Collected data entries:
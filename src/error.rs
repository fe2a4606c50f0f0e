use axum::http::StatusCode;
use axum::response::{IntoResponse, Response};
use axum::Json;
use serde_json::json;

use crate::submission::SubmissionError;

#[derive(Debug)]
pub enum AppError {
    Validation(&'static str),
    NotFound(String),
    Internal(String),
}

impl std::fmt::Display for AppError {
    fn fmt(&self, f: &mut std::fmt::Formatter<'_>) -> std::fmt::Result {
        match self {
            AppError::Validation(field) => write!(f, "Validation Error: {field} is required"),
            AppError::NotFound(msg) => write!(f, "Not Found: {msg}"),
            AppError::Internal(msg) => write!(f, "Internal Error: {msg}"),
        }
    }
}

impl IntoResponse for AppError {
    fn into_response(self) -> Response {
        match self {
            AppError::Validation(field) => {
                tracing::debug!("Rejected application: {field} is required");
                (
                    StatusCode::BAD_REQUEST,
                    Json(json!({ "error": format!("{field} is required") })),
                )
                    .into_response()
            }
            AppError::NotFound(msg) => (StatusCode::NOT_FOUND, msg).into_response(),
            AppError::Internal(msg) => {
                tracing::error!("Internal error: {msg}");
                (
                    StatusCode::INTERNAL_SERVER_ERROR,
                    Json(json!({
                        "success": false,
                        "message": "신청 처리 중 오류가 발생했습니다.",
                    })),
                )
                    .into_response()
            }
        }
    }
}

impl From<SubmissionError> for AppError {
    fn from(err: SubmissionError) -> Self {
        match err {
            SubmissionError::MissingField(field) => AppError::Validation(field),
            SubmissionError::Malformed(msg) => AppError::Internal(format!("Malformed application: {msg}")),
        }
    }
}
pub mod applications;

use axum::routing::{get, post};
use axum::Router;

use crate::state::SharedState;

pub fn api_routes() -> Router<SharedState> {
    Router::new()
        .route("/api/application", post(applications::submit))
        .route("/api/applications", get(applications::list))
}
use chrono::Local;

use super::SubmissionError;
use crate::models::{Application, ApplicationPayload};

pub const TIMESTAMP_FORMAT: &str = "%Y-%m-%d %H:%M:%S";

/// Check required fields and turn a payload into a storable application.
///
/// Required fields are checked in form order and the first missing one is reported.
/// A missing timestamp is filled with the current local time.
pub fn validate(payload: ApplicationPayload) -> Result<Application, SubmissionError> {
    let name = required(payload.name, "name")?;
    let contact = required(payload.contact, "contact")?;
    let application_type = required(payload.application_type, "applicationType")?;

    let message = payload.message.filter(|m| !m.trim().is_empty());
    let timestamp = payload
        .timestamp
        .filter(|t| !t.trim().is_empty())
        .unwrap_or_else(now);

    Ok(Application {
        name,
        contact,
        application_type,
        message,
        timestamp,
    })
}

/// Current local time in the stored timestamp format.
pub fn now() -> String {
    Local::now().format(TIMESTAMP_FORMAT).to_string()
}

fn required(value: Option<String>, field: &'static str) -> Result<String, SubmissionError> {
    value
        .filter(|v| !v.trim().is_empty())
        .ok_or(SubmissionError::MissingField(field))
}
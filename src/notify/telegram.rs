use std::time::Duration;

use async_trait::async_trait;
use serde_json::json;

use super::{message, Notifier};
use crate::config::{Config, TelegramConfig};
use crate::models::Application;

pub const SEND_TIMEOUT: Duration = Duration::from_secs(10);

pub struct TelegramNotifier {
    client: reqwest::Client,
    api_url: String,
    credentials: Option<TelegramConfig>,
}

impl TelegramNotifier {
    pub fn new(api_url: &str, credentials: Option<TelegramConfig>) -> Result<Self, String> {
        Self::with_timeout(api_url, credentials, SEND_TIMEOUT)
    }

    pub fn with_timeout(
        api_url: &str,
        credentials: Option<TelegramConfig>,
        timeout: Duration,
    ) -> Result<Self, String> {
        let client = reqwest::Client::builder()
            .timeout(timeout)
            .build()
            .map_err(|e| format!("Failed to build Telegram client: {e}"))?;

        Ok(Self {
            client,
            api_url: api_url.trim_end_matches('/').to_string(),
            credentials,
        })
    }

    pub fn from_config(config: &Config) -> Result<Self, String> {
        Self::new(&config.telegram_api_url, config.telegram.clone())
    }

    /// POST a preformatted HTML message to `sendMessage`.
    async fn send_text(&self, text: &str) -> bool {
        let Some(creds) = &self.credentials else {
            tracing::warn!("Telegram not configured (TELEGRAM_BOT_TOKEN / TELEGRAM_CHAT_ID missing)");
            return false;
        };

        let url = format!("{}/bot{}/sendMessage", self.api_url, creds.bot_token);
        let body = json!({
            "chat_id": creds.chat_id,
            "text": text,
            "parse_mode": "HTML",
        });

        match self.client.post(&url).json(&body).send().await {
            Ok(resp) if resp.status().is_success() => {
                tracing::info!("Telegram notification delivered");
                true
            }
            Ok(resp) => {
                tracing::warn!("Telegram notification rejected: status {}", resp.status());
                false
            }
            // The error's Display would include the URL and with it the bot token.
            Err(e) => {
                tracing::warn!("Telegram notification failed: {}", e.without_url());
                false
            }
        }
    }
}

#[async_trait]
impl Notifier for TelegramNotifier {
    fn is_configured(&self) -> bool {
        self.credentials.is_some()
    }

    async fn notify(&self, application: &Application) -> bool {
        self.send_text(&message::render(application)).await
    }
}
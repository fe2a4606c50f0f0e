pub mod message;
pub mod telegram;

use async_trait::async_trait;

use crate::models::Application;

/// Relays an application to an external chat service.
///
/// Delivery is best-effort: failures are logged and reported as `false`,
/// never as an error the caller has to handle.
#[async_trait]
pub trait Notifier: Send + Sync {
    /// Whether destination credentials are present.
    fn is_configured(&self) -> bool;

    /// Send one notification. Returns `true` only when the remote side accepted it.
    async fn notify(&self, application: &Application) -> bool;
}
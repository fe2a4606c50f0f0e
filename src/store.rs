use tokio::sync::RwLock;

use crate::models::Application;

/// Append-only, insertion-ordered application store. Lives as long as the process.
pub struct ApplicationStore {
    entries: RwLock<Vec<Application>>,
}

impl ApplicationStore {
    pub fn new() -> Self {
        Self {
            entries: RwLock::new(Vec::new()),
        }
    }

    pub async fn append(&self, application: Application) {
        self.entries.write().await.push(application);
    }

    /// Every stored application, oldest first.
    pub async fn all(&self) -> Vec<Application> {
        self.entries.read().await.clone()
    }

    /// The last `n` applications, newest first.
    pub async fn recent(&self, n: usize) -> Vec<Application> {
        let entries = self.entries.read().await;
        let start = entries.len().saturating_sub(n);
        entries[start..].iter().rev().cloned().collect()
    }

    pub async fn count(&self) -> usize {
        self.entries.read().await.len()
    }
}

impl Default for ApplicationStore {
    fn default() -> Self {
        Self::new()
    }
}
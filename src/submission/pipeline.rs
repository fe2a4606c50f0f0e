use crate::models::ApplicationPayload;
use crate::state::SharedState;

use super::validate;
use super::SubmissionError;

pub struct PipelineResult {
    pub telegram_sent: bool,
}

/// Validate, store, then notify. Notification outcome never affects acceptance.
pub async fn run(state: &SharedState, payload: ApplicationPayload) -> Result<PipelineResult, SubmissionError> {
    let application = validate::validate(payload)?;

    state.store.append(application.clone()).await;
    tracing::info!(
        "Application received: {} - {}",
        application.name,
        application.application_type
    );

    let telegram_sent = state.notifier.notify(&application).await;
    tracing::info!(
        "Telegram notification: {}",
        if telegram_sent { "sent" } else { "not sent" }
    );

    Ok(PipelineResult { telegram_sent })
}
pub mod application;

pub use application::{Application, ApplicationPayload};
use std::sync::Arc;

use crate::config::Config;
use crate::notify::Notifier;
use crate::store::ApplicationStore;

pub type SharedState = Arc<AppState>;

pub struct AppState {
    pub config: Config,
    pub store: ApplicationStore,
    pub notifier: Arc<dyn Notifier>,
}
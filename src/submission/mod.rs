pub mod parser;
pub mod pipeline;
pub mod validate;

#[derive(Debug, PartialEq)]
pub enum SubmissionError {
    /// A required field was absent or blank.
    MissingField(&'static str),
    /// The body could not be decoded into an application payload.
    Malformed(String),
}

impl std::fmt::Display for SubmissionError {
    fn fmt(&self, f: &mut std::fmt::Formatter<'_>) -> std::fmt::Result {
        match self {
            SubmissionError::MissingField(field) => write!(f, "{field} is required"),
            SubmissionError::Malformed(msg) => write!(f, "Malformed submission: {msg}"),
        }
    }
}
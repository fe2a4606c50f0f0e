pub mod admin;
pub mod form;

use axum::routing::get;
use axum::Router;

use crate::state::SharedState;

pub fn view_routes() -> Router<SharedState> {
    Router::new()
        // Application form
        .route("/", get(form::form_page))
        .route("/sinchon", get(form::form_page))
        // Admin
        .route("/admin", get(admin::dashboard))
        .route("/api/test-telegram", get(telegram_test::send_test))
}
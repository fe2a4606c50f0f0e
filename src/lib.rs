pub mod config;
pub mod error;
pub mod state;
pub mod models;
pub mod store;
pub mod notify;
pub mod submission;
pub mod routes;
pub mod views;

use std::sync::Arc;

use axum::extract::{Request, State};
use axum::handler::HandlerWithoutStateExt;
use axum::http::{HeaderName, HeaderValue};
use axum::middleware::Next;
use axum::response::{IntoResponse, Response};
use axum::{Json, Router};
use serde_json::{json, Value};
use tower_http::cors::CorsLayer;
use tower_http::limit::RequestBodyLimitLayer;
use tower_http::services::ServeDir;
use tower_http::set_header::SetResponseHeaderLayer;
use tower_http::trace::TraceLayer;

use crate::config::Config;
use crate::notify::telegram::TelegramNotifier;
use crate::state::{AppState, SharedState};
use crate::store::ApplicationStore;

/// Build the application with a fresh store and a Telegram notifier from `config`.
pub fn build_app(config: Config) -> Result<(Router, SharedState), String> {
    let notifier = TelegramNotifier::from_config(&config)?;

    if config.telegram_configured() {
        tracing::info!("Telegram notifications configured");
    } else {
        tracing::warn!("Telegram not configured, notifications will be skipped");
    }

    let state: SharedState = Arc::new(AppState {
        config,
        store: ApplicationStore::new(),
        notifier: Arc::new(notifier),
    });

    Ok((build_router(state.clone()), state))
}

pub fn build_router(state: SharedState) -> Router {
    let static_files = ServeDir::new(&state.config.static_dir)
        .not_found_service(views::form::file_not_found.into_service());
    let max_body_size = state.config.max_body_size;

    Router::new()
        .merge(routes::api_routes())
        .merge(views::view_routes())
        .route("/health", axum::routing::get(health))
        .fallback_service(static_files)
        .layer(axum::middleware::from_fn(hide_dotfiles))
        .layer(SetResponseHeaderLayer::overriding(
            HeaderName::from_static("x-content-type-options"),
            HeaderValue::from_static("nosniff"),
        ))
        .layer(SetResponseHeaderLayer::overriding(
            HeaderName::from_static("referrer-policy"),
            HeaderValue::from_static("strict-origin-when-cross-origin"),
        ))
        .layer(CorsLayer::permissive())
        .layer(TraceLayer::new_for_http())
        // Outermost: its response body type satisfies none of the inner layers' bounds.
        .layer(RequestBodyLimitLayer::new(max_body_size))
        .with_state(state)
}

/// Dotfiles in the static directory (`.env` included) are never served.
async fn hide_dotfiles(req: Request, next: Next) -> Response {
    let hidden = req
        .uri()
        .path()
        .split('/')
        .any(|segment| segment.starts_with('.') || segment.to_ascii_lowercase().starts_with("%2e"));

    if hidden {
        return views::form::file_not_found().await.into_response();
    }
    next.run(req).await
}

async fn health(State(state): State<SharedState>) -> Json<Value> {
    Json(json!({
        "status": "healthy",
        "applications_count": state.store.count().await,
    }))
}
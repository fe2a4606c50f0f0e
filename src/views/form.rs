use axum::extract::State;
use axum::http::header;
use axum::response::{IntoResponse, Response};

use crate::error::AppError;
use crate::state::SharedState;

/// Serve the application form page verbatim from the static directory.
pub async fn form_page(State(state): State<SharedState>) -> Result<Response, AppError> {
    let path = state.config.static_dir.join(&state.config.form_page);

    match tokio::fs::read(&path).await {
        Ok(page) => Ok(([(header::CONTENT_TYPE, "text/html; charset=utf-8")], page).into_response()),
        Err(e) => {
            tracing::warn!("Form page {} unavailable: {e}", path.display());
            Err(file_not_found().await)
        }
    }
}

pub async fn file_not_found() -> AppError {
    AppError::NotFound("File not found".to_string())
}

> [Problem description] Where the string "Malformed" occurs in the data, return the whole line.

> [Answer area]
            SubmissionError::Malformed(msg) => AppError::Internal(format!("Malformed application: {msg}")),
    Malformed(String),
            SubmissionError::Malformed(msg) => write!(f, "Malformed submission: {msg}"),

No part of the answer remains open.